EXERCISE REQUIREMENTS:
Retype exactly the lines that run from the start of the data to the line holding "-> Result<(), String>", including both, and only those.

── INPUT MATERIAL ──

use std::sync::Arc;

use axum::{
    Router,
    body::{Body, Bytes},
    extract::{DefaultBodyLimit, Path, State, rejection::PathRejection},
    http::{HeaderMap, HeaderValue, StatusCode, header::CONTENT_TYPE},
    response::{IntoResponse, Response},
    routing::{get, post},
};
use tracing::info;

use crate::transport::{
    HttpResponse, IngestionRuntime, MAX_HTTP_BODY_BYTES, SharedRuntime, health_response,
    location_ads_response, metrics_response, upload_response,
};

pub fn serve_http_with_axum(
    ingestion_runtime: IngestionRuntime,
    bind_addr: &str,
    worker_threads: usize,
) -> Result<(), String> {
    let worker_threads = worker_threads.max(1);
    let tokio_runtime = tokio::runtime::Builder::new_multi_thread()
        .worker_threads(worker_threads)
        .enable_all()
        .build()
        .map_err(|e| format!("failed to build tokio runtime: {e}"))?;

    let bind_addr = bind_addr.to_string();
    tokio_runtime.block_on(async move {
        let listener = tokio::net::TcpListener::bind(&bind_addr)
            .await
            .map_err(|e| format!("failed to bind {bind_addr}: {e}"))?;
        info!(%bind_addr, worker_threads, "ads axum transport bound");

        axum::serve(listener, ads_router(Arc::new(ingestion_runtime)))
            .await
            .map_err(|e| format!("axum server failed: {e}"))
    })
}

/// Routes of the ads service. Wrong methods on a known path answer 405 and
/// unknown paths 404, with the same JSON error bodies as the std transport.
pub fn ads_router(runtime: SharedRuntime) -> Router {
    Router::new()
        .route("/health", get(health).fallback(only_get))
        .route("/metrics", get(metrics).fallback(only_get))
        .route("/upload", post(upload).fallback(only_post))
        .route("/upload/", post(upload).fallback(only_post))
        .route("/ads/:location", get(location_ads).fallback(only_get))
        .route("/ads/:location/", get(location_ads).fallback(only_get))
        .fallback(unknown_path)
        .layer(DefaultBodyLimit::max(MAX_HTTP_BODY_BYTES))
        .with_state(runtime)
}

async fn health() -> HttpResponse {
    health_response()
}

async fn metrics(State(runtime): State<SharedRuntime>) -> HttpResponse {
    metrics_response(&runtime)
}

async fn upload(
    State(runtime): State<SharedRuntime>,
    headers: HeaderMap,
    body: Bytes,
) -> HttpResponse {
    let content_type = headers
        .get(CONTENT_TYPE)
        .map(|value| value.to_str().unwrap_or_default());
    upload_response(&runtime, content_type, &body)
}

async fn location_ads(
    State(runtime): State<SharedRuntime>,
    location: Result<Path<String>, PathRejection>,
) -> HttpResponse {
    match location {
        Ok(Path(location)) => location_ads_response(&runtime, &location),
        Err(rejection) => HttpResponse::bad_request(&format!("invalid location: {rejection}")),
    }
}

async fn only_get() -> HttpResponse {
    HttpResponse::method_not_allowed("only GET is supported")
}

async fn only_post() -> HttpResponse {
    HttpResponse::method_not_allowed("only POST is supported")
}

async fn unknown_path() -> HttpResponse {
    HttpResponse::not_found("unknown path")
}

impl IntoResponse for HttpResponse {
    fn into_response(self) -> Response {
        let status = StatusCode::from_u16(self.status).unwrap_or(StatusCode::INTERNAL_SERVER_ERROR);
        let mut response = Response::new(Body::from(self.body));
        *response.status_mut() = status;
        response
            .headers_mut()
            .insert(CONTENT_TYPE, HeaderValue::from_static(self.content_type));
        response
    }
}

───

TASK ANSWER:
use std::sync::Arc;

use axum::{
    Router,
    body::{Body, Bytes},
    extract::{DefaultBodyLimit, Path, State, rejection::PathRejection},
    http::{HeaderMap, HeaderValue, StatusCode, header::CONTENT_TYPE},
    response::{IntoResponse, Response},
    routing::{get, post},
};
use tracing::info;

use crate::transport::{
    HttpResponse, IngestionRuntime, MAX_HTTP_BODY_BYTES, SharedRuntime, health_response,
    location_ads_response, metrics_response, upload_response,
};

pub fn serve_http_with_axum(
    ingestion_runtime: IngestionRuntime,
    bind_addr: &str,
    worker_threads: usize,
) -> Result<(), String> {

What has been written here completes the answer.